# [The problem]
Reproduce the top of the data verbatim, through and including the line that contains "use std::sync::OnceLock;".

# [Dataset records]
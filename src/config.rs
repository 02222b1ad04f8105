// Config Module - Configuration management and command-line argument parsing
use anyhow::{Context, Result};
use clap::Parser;
use serde::{Deserialize, Serialize};
use std::path::PathBuf;
use std::sync::OnceLock;

use crate::types::{Channel, Rgb};

// Global storage for custom config path
static CUSTOM_CONFIG_PATH: OnceLock<Option<String>> = OnceLock::new();

#[derive(Parser, Debug, Default)]
#[command(
    author,
    version,
    about = "Terminal control panel for a networked moodlamp",
    long_about = "Mirrors the per-LED red/green/blue state of a moodlamp and lets you change it with sliders.\n\
                  Talks to the lamp over plain HTTP GET requests (/color, /rainbow, /status).\n\
                  Can also run a lamp emulator for testing without hardware."
)]
pub struct Args {
    /// Lamp base URL (e.g. http://moodlamp.local)
    #[arg(short = 'u', long)]
    pub lamp_url: Option<String>,

    /// Number of LEDs on the lamp
    #[arg(short = 'L', long)]
    pub leds: Option<usize>,

    /// Status resync interval in milliseconds (0 = only on demand)
    #[arg(long)]
    pub poll_ms: Option<u64>,

    /// Print the lamp status and exit
    #[arg(long)]
    pub status: bool,

    /// Set one LED and exit, format: ID,R,G,B
    #[arg(long, value_name = "ID,R,G,B")]
    pub color: Option<String>,

    /// Send a rainbow action (start, stop, pause) and exit
    #[arg(long, value_name = "ACTION")]
    pub rainbow: Option<String>,

    /// Run the lamp emulator instead of the panel
    #[arg(long)]
    pub emulate: bool,

    /// Emulator listen port
    #[arg(short = 'p', long)]
    pub port: Option<u16>,

    /// Write logs to this file instead of stderr
    #[arg(long)]
    pub log_file: Option<String>,

    /// Config file path or name (e.g., --cfg /full/path or --cfg kitchen for ~/.config/moodlamp/kitchen.conf)
    #[arg(long)]
    pub cfg: Option<String>,
}

/// Parse the `--color` argument: `ID,R,G,B`
pub fn parse_color_arg(arg: &str) -> Result<(usize, Rgb)> {
    let parts: Vec<&str> = arg.split(',').map(|s| s.trim()).collect();
    if parts.len() != 4 {
        anyhow::bail!("Expected ID,R,G,B but got: {}", arg);
    }

    let id: usize = parts[0]
        .parse()
        .with_context(|| format!("Invalid LED id: {}", parts[0]))?;

    let mut values = [0u8; 3];
    for ((channel, part), value) in Channel::ALL.iter().zip(&parts[1..]).zip(values.iter_mut()) {
        *value = part
            .parse()
            .with_context(|| format!("Invalid {} value (0-255): {}", channel, part))?;
    }

    Ok((id, Rgb::new(values[0], values[1], values[2])))
}

#[derive(Debug, Clone, Serialize, Deserialize)]
#[serde(default)]
pub struct LampConfig {
    #[serde(skip)]
    pub config_path: Option<PathBuf>,  // Stores the config file path (not serialized)

    pub lamp_url: String,
    pub led_count: usize,
    pub status_poll_ms: u64,  // 0 = no periodic resync
    pub slider_step: u8,
    pub slider_coarse_step: u8,
    pub emulator_ip: String,
    pub emulator_port: u16,
    pub rainbow_tick_ms: u64,
    pub log_file: String,  // Empty = stderr
}

impl Default for LampConfig {
    fn default() -> Self {
        LampConfig {
            config_path: None,
            lamp_url: "http://moodlamp.local".to_string(),
            led_count: 2,
            status_poll_ms: 5000,
            slider_step: 1,
            slider_coarse_step: 16,
            emulator_ip: "127.0.0.1".to_string(),
            emulator_port: 8266,
            rainbow_tick_ms: 15,  // Same tick delay as the lamp firmware
            log_file: "".to_string(),
        }
    }
}

impl LampConfig {
    pub fn merge_with_args(&mut self, args: &Args) -> bool {
        // Track if any args were actually provided
        let mut args_provided = false;

        if let Some(ref lamp_url) = args.lamp_url {
            self.lamp_url = lamp_url.clone();
            args_provided = true;
        }

        if let Some(leds) = args.leds {
            self.led_count = leds;
            args_provided = true;
        }

        if let Some(poll_ms) = args.poll_ms {
            self.status_poll_ms = poll_ms;
            args_provided = true;
        }

        if let Some(port) = args.port {
            self.emulator_port = port;
            args_provided = true;
        }

        if let Some(ref log_file) = args.log_file {
            self.log_file = log_file.clone();
            args_provided = true;
        }

        args_provided
    }

    /// Set the global config path (called once at startup)
    pub fn set_config_path(cfg: Option<String>) {
        let _ = CUSTOM_CONFIG_PATH.set(cfg);
    }

    /// Get the global config path (if set)
    fn get_config_path_arg() -> Option<&'static str> {
        CUSTOM_CONFIG_PATH.get()
            .and_then(|opt| opt.as_deref())
    }

    pub fn config_path(cfg_arg: Option<&str>) -> Result<PathBuf> {
        // Priority: explicit arg > global > None
        let cfg = cfg_arg.or_else(|| Self::get_config_path_arg());

        if let Some(cfg) = cfg {
            let path = PathBuf::from(cfg);
            if path.is_absolute() || cfg.contains('/') || cfg.contains('\\') {
                return Ok(path);
            }

            // Otherwise treat as config name in config directory
            let filename = if cfg.ends_with(".conf") {
                cfg.to_string()
            } else {
                format!("{}.conf", cfg)
            };
            Ok(Self::config_dir()?.join(filename))
        } else {
            Ok(Self::config_dir()?.join("config.conf"))
        }
    }

    fn config_dir() -> Result<PathBuf> {
        let home = std::env::var("HOME").context("HOME is not set")?;
        let config_dir = PathBuf::from(home).join(".config").join("moodlamp");
        std::fs::create_dir_all(&config_dir)
            .with_context(|| format!("Failed to create {}", config_dir.display()))?;
        Ok(config_dir)
    }

    pub fn load_with_path(cfg_arg: Option<&str>) -> Result<Self> {
        let path = Self::config_path(cfg_arg)?;
        let contents = std::fs::read_to_string(&path)
            .with_context(|| format!("Failed to read {}", path.display()))?;
        let mut parsed: Self = toml::from_str(&contents)
            .with_context(|| format!("Failed to parse {}", path.display()))?;
        parsed.config_path = Some(path);
        parsed.sanitize();
        Ok(parsed)
    }

    /// Sanitize config values to handle common formatting issues
    pub fn sanitize(&mut self) {
        self.lamp_url = self.lamp_url.trim().trim_end_matches('/').to_string();
        if !self.lamp_url.is_empty() && !self.lamp_url.contains("://") {
            self.lamp_url = format!("http://{}", self.lamp_url);
        }
        self.emulator_ip = self.emulator_ip.trim().to_string();
        self.log_file = self.log_file.trim().to_string();

        // Clamp numeric values to reasonable ranges
        self.led_count = self.led_count.max(1).min(16);
        self.status_poll_ms = self.status_poll_ms.min(600_000);
        self.slider_step = self.slider_step.max(1);
        self.slider_coarse_step = self.slider_coarse_step.max(self.slider_step);
        self.emulator_port = self.emulator_port.max(1);
        self.rainbow_tick_ms = self.rainbow_tick_ms.max(1).min(10_000);
    }

    pub fn save(&self) -> Result<()> {
        let path = match self.config_path.clone() {
            Some(path) => path,
            None => Self::config_path(None)?,
        };

        // Sanitize values before saving
        let mut sanitized = self.clone();
        sanitized.sanitize();

        // Build TOML with comments manually for better documentation
        let contents = format!(
            r#"# Moodlamp Configuration File

# Base URL of the lamp (the panel sends GET /color, /rainbow and /status here)
lamp_url = "{}"

# Number of LEDs on the lamp (one row of r/g/b sliders per LED)
led_count = {}

# How often to resync the panel from /status, in milliseconds (0 = only on demand)
status_poll_ms = {}

# Slider step for arrow keys, and for Shift+arrow / PageUp / PageDown
slider_step = {}
slider_coarse_step = {}

# Lamp emulator (--emulate) listen address
emulator_ip = "{}"
emulator_port = {}

# Rainbow animation tick interval of the emulator, in milliseconds
rainbow_tick_ms = {}

# Log file (empty = stderr). The panel owns the terminal, so set this to see logs while it runs.
log_file = "{}"
"#,
            sanitized.lamp_url,
            sanitized.led_count,
            sanitized.status_poll_ms,
            sanitized.slider_step,
            sanitized.slider_coarse_step,
            sanitized.emulator_ip,
            sanitized.emulator_port,
            sanitized.rainbow_tick_ms,
            sanitized.log_file,
        );

        if let Some(parent) = path.parent() {
            if !parent.as_os_str().is_empty() {
                std::fs::create_dir_all(parent)?;
            }
        }
        std::fs::write(&path, contents)
            .with_context(|| format!("Failed to write {}", path.display()))?;
        Ok(())
    }
}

# [Solution below]
filename src/config.rs
repository 02222b1ad04f8105
// Config Module - Configuration management and command-line argument parsing
use anyhow::{Context, Result};
use clap::Parser;
use serde::{Deserialize, Serialize};
use std::path::PathBuf;
use std::sync::OnceLock;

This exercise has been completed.